- _Exercise aim_: Where does the string "return" appear in the listing below? Copy every line where it does.

-- Record set follows --

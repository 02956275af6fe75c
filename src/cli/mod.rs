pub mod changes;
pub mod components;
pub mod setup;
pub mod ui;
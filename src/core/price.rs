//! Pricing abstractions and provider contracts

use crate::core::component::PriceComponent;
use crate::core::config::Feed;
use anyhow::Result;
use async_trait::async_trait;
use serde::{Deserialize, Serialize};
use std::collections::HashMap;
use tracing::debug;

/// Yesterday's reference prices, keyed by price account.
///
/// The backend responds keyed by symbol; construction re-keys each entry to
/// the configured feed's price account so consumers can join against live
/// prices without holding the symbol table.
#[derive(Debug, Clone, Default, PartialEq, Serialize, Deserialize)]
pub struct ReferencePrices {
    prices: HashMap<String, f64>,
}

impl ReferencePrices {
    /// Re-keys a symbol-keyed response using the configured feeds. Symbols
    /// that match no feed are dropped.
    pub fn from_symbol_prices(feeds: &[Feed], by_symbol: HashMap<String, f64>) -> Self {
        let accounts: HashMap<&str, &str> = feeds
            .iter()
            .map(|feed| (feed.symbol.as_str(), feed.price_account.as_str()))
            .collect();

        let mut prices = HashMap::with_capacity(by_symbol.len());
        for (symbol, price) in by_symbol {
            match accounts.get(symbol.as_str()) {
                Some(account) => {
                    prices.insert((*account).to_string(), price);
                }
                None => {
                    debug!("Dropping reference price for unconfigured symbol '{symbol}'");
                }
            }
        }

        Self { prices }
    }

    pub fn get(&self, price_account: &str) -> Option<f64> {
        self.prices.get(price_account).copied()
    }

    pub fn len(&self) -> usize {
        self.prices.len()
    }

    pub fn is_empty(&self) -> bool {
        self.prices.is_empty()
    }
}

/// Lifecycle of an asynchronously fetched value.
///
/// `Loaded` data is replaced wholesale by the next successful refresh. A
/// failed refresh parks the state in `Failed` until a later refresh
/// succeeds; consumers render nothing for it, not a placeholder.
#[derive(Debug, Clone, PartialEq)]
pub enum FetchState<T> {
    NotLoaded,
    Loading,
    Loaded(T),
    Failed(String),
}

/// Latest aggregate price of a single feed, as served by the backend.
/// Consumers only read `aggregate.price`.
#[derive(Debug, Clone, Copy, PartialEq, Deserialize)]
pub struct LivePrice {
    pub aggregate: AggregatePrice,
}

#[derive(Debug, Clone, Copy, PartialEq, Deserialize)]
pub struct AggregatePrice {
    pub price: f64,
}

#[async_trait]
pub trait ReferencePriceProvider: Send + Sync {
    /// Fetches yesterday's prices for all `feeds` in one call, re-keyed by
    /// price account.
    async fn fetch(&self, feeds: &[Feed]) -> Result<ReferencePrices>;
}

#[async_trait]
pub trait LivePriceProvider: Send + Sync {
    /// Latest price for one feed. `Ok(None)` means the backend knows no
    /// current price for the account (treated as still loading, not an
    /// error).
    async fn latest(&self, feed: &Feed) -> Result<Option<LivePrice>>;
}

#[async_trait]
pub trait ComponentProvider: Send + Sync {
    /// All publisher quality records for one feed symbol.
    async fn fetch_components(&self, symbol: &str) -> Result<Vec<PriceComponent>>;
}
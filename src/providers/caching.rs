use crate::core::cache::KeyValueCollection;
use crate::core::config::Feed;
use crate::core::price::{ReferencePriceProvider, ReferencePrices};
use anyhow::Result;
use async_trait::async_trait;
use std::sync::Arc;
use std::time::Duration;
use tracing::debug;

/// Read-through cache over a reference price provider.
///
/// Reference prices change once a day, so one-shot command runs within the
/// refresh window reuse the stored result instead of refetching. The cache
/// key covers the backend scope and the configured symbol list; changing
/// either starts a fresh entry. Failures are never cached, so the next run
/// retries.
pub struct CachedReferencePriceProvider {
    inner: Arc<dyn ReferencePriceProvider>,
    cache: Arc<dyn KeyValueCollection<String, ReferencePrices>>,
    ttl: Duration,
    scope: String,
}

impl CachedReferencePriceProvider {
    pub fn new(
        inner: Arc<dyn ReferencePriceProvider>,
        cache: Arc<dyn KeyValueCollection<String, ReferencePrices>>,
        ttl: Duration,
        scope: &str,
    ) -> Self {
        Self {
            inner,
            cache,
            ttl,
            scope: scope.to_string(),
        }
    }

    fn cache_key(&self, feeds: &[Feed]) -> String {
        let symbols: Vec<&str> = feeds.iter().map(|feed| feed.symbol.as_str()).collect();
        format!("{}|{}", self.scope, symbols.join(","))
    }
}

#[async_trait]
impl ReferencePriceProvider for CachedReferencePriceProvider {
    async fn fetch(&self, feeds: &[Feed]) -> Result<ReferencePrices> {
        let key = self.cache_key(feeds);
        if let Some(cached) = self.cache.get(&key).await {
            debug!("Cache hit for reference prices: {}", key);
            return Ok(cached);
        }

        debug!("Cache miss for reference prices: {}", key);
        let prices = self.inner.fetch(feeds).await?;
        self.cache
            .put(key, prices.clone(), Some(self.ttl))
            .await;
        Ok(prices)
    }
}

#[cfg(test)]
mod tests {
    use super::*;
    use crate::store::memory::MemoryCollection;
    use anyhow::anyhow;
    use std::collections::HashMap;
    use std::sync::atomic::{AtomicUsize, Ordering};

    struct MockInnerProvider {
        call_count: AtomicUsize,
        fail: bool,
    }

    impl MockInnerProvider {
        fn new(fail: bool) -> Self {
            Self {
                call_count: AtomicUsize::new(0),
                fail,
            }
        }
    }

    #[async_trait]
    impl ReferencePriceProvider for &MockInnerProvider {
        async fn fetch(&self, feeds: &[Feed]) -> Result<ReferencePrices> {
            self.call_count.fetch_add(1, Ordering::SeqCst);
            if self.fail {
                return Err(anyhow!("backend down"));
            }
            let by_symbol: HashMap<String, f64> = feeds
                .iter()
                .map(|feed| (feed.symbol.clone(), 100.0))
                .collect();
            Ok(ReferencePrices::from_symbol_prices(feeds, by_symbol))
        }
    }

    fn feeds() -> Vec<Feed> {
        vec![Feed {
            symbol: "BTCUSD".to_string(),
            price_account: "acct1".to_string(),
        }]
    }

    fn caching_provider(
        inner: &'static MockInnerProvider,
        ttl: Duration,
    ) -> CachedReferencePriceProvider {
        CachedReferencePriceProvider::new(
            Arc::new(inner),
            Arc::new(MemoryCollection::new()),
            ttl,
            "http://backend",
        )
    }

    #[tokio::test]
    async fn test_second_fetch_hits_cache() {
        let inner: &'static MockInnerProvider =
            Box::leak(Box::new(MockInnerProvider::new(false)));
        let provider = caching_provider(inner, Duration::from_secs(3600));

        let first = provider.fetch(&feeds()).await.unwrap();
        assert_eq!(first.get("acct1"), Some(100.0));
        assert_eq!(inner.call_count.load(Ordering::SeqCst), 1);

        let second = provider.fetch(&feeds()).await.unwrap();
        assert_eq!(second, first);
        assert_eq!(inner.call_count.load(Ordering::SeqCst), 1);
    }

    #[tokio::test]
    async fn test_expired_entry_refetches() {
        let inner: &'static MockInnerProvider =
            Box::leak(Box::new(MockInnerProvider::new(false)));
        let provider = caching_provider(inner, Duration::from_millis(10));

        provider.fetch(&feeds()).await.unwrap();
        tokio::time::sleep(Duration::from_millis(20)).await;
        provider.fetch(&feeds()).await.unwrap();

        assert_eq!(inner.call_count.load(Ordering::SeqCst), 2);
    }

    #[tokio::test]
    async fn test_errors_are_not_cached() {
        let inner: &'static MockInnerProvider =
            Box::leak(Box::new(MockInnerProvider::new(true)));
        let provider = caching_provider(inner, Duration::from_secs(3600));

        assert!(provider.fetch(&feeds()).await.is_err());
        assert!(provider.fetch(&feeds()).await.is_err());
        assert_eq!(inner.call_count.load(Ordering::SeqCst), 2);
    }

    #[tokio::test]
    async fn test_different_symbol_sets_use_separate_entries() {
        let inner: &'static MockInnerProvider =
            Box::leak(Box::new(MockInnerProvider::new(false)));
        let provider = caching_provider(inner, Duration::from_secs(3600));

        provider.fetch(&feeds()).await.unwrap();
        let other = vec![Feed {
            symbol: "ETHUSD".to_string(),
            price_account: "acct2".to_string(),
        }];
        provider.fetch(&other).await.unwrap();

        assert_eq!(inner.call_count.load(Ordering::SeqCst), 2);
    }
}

-- Record set concluded --

- _Answer box_:
            return Ok(cached);
                return Err(anyhow!("backend down"));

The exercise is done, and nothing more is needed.